Another overhead for HTTP1, we initialize h2 context(including hpack) even for http1. Would be better to do it, when we know protocol.

@krizhanovsky Why do we init higher layer protocol context(http and http2) before finishing lower layer connection establishing, I mean TLS. Is there a reason or just implemented this way?

Yes, this is kind of reversion of 3c97cb23d - we should initialize HTTP/2 context only for HTTP/2 connections. Note also #1422 - another HTTP/2 -related regression in HTTP/1.

@const-t Frankly, I don't remember why do we initialize HTTP/2 context before finishing TLS handshake. It makes sense to allocate memory necessary for HTTP/2 early to improve spacial locality and reduce number of allocator calls. But for now for me it seems that we can initialize the context later... Need to check commits history - I suppose this point should have been discussed at some point.

Another overhead for HTTP1, we initialize h2 context(including hpack) even for http1. Would be better to do it, when we know protocol.

I replace initialization h2 context for TFW_FSM_H2_HTTPS to tfw_http_msg_process

I suggesting another solution, please consider it:

1. Postpone all initialization of http2/http1 proto after handshake completeness.
2. Add to ss_proto_t flag negotiable or similar.
3. By default always use TFW_FSM_H2 or TFW_FSM_HTTP/S proto type.
4. If negotiable is true, at ALPN matching stage you just change the proto, to specified by ALPN.

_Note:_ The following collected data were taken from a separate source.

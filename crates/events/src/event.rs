use chrono::{DateTime, Utc};

/// A domain-agnostic event.
///
/// Events are:
/// - **immutable** (treat them as facts)
/// - **versioned** (schema evolution)
/// - designed to be **append-only**
pub trait Event: Clone + core::fmt::Debug + Send + Sync + 'static {
    /// Stable event name/type identifier (e.g. "sales.order.dispatched").
    fn event_type(&self) -> &'static str;

    /// Schema version for this event type.
    fn version(&self) -> u32;

    /// When the event occurred (business time).
    fn occurred_at(&self) -> DateTime<Utc>;
}
//! In-memory event bus for tests/dev and single-process deployments.

use std::sync::{Mutex, mpsc};

use crate::bus::{EventBus, Subscription};

#[derive(Debug)]
pub enum InMemoryBusError {
    /// Publish failed due to internal lock poisoning.
    Poisoned,
}

/// In-memory pub/sub bus.
///
/// - No IO / no async
/// - Best-effort fan-out
/// - At-least-once acceptable (subscribers must be idempotent)
#[derive(Debug)]
pub struct InMemoryEventBus<M> {
    subscribers: Mutex<Vec<mpsc::Sender<M>>>,
}

impl<M> InMemoryEventBus<M> {
    pub fn new() -> Self {
        Self::default()
    }
}

impl<M> Default for InMemoryEventBus<M> {
    fn default() -> Self {
        Self {
            subscribers: Mutex::new(Vec::new()),
        }
    }
}

impl<M> EventBus<M> for InMemoryEventBus<M>
where
    M: Clone + Send + 'static,
{
    type Error = InMemoryBusError;

    fn publish(&self, message: M) -> Result<(), Self::Error> {
        let mut subs = self.subscribers.lock().map_err(|_| InMemoryBusError::Poisoned)?;

        // Drop any dead subscribers while publishing.
        subs.retain(|tx| tx.send(message.clone()).is_ok());

        Ok(())
    }

    fn subscribe(&self) -> Subscription<M> {
        let (tx, rx) = mpsc::channel();

        // A poisoned lock still yields a subscription; it just never receives.
        if let Ok(mut subs) = self.subscribers.lock() {
            subs.push(tx);
        }

        Subscription::new(rx)
    }
}

#[cfg(test)]
mod tests {
    use super::*;

    #[test]
    fn every_subscriber_receives_each_message() {
        let bus = InMemoryEventBus::<u32>::new();
        let a = bus.subscribe();
        let b = bus.subscribe();

        bus.publish(7).unwrap();
        bus.publish(8).unwrap();

        assert_eq!(a.drain(), vec![7, 8]);
        assert_eq!(b.drain(), vec![7, 8]);
    }

    #[test]
    fn dropped_subscribers_are_pruned() {
        let bus = InMemoryEventBus::<u32>::new();
        let kept = bus.subscribe();
        drop(bus.subscribe());

        bus.publish(1).unwrap();

        assert_eq!(kept.drain(), vec![1]);
        assert_eq!(bus.subscribers.lock().unwrap().len(), 1);
    }

    #[test]
    fn late_subscribers_miss_earlier_messages() {
        let bus = InMemoryEventBus::<&'static str>::new();
        bus.publish("early").unwrap();
        let sub = bus.subscribe();
        bus.publish("late").unwrap();
        assert_eq!(sub.drain(), vec!["late"]);
    }
}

With this approach we don't need TFW_FSM_H2_HTTPS dummy state.

Can we do this way?

bool
tfw_tls_alpn_match(const TlsCtx *tls, const ttls_alpn_proto *alpn)
{
	int sk_proto = ((SsProto *)tls->sk->sk_user_data)->type;
	TfwConn *conn = (TfwConn*)tls->sk->sk_user_data;

	/* Downgrade from HTTP2 to HTTP1. */
	if (sk_proto & Conn_Negotiable && alpn->id == TTLS_ALPN_ID_HTTP1) {
		conn->proto.type = (conn->proto.type & ~TFW_GFSM_FSM_MASK) |
					TFW_FSM_HTTPS;
		return true;
	}

	if (TFW_FSM_TYPE(sk_proto) == TFW_FSM_H2
	    && alpn->id == TTLS_ALPN_ID_HTTP2)
		return true;

	if (TFW_FSM_TYPE(sk_proto) == TFW_FSM_HTTPS
	    && alpn->id == TTLS_ALPN_ID_HTTP1)
		return true;

	return false;
}

And I would prefer to move:

if (tfw_h2_context_init(tfw_h2_context(conn))) {
    T_ERR("cannot establish a new h2 connection\n");
    return false;
}

to tfw_tls_over() callback, yes we add another one if branch to check proto, but from my point of view we can sacrifice this branch for better code. In this case tfw_tls_alpn_match will have only one responsibility - match alpn. But the part about context initiating is up to you.

Why do we need this?

Return this blank line please.

Please add comment to the code that describes why we have this condition.